冒険!イクサー3 (Bōken! Iczer-3)
- Directed by: Toshiki Hirano
- Written by: Emu Arii Manabu Nakamura Toshiki Hirano
- Studio: AIC
- Licensed by: NA: Central Park Media; UK: Manga Entertainment;
- Released: September 25, 1990 – February 25, 1991
- Episodes: 6

= Iczer Reborn =

Japanese original video animation series

Iczer Reborn, known in Japan as Adventure! Iczer-3 (冒険!イクサー3, Bōken! Ikusā-3), is a 6-episode Original Video Animation series. It is the sequel to Fight!! Iczer One. Although originally released in North America on VHS and Laserdisc under the title "Iczer-3" (taken from its Japanese name), Central Park Media renamed it "Iczer Reborn" for the DVD release.

A sound novel trilogy, based on the manga version of the OVA and released as Adventure!! Iczer-3 (冒険!!イクサー3, Bōken!! Ikusā 3), functions as a sequel to the manga version of Fight!! Iczer-1, and features a 19-year-old Nagisa Kanō as the main heroine. The trilogy was released on three cassette tapes prior to the OVA.

==Plot==
Nagisa Kasumi (the granddaughter of Nagisa Kanou, the heroine of "Fight! Iczer One") has a job as a delivery girl and makes her deliveries with a girl named Kawai on a base in the Moon. The two encounter a new race of alien villains, but are saved by Iczer-3! While Iczer-1 recovers from her long battle against Big Gold's legacy and self-proclaimed successor, Neos Gold, Sister Grey sends young Iczer-3 to Earth, and the child turns out to be the best hope against the new threat.

==Characters==
- Iczer-3 (イクサー3, Ikusā 3)

Iczer-3 is the heroine of the series. She is the third and final gynoid produced in the Iczer line by the Cthulhu, physically appearing to be ten years old, and is the younger sister of Iczer-1. After Iczer-1 is badly injured in a battle against Neos Gold, Iczer-3 is sent to Earth to defend against Neos' forces in her stead. Iczer-3's battle strength is equal to that of Iczer-1, but she lacks the experience and maturity to use that strength properly at first. This leads to her early battle tactics being rather childish and playful. She forms a close bond with Nagisa Kasumi, and develops a deep love for her.

Like her elder sister, Iczer-3 wields energy blades in battle, preferring to use twin swords as opposed to the single blade used by Iczer-1, and is also able to summon Iczer-Robo (イクサーロボ, Ikusā Robo) to battle larger foes if necessary. Her favorite special attack is the Iczer Bomb (イクサー・ボム, Ikusā Bomu), a powerful shoulder-charge that is capable of inflicting major damage to the enemy.

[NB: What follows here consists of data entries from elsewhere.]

use alloy_primitives::TxHash;
use std::fmt;

/// Acknowledgment of a submitted transaction
///
/// Returned as soon as the node accepted the transaction, before it is mined.
#[derive(Debug, Clone, Copy, PartialEq, Eq, Hash)]
pub struct SubmissionReceipt {
    pub transaction_id: TxHash,
}

impl SubmissionReceipt {
    pub const fn new(transaction_id: TxHash) -> Self {
        Self { transaction_id }
    }
}

impl fmt::Display for SubmissionReceipt {
    fn fmt(&self, f: &mut fmt::Formatter<'_>) -> fmt::Result {
        write!(f, "{}", self.transaction_id)
    }
}

#[cfg(test)]
mod tests {
    use super::*;

    #[test]
    fn test_display_is_tx_hash() {
        let receipt = SubmissionReceipt::new(TxHash::repeat_byte(0xab));
        insta::assert_snapshot!(receipt, @"0xabababababababababababababababababababababababababababababababab");
    }
}
use alloy_primitives::{hex::FromHex, Bytes};
use serde::{Deserialize, Deserializer};

/// Represents the response from the attestation service
///
/// It contains the status of the attestation and optionally the attestation data itself.
/// The attestation data is a hex-encoded string (with or without "0x" prefix) that is
/// automatically deserialized into bytes.
///
/// **API Quirk**: Circle's Iris API sometimes returns the string `"PENDING"` for the
/// attestation field instead of `null` when the attestation is not yet ready. This
/// deserializer handles that case gracefully by treating "PENDING" as `None`.
///
/// A message the service has no record of at all is not represented here: the
/// [`AttestationProvider`](crate::AttestationProvider) returns `None` instead.
#[derive(Debug, Clone, Deserialize, PartialEq, Eq)]
#[serde(rename_all = "camelCase")]
pub struct AttestationResponse {
    pub status: AttestationStatus,
    #[serde(default, deserialize_with = "deserialize_optional_bytes_or_pending")]
    pub attestation: Option<Bytes>,
}

impl AttestationResponse {
    /// A response still waiting on the attestation service
    pub fn pending() -> Self {
        Self {
            status: AttestationStatus::Pending,
            attestation: None,
        }
    }

    /// A completed response carrying the signed attestation
    pub fn complete(attestation: impl Into<Bytes>) -> Self {
        Self {
            status: AttestationStatus::Complete,
            attestation: Some(attestation.into()),
        }
    }
}

/// Handles the Circle API quirk where the attestation field may be the string
/// "PENDING" instead of null
///
/// - Valid hex string (with or without "0x") → `Some(Bytes)`
/// - "PENDING" or "pending" → `None`
/// - null, missing or empty → `None`
/// - Invalid hex → error
fn deserialize_optional_bytes_or_pending<'de, D>(deserializer: D) -> Result<Option<Bytes>, D::Error>
where
    D: Deserializer<'de>,
{
    let opt: Option<String> = Option::deserialize(deserializer)?;

    match opt {
        None => Ok(None),
        Some(s) if s.is_empty() => Ok(None),
        Some(s) if s.eq_ignore_ascii_case("pending") => Ok(None),
        Some(s) => {
            let bytes = Bytes::from_hex(s).map_err(serde::de::Error::custom)?;
            Ok(Some(bytes))
        }
    }
}

/// Represents the status of the attestation.
#[derive(Debug, Clone, Copy, Deserialize, PartialEq, Eq)]
#[serde(rename_all = "snake_case")]
pub enum AttestationStatus {
    Complete,
    Pending,
    PendingConfirmations,
    Failed,
}
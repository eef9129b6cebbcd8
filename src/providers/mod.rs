//! Production implementations of the finalizer's trait abstractions.
//!
//! This module provides the "real" implementations of the traits defined in
//! [`crate::traits`] that interact with actual blockchain networks, Circle's
//! Iris API, and the system clock.

mod alloy;
mod clock;
mod iris;
mod op_stack;

pub use self::alloy::{AlloyConnector, AlloyProvider};
pub use self::clock::TokioClock;
pub use self::iris::IrisAttestationProvider;
pub use self::op_stack::{select_withdrawal, OpStackMessenger, Withdrawal};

- Nagisa Kasumi (霞 渚, Kasumi Nagisa)

Nagisa is the secondary heroine, and the fourteen-year-old partner of Iczer-3. She lives on a lunar colony with her best friend Kawai Shizuka, and works part-time at a fast-food delivery service. When Neos Gold's forces attack, she is at the Moonbase delivering food to the crew of the Queen Fuji (クィーン・フジ號, Kuīn Fuji-gou). When Fiber takes Kawai hostage, she offers herself instead, and is about to be attacked when Iczer-3 intervenes. From that point on, she becomes a key player in the war against Neos Gold's evil forces.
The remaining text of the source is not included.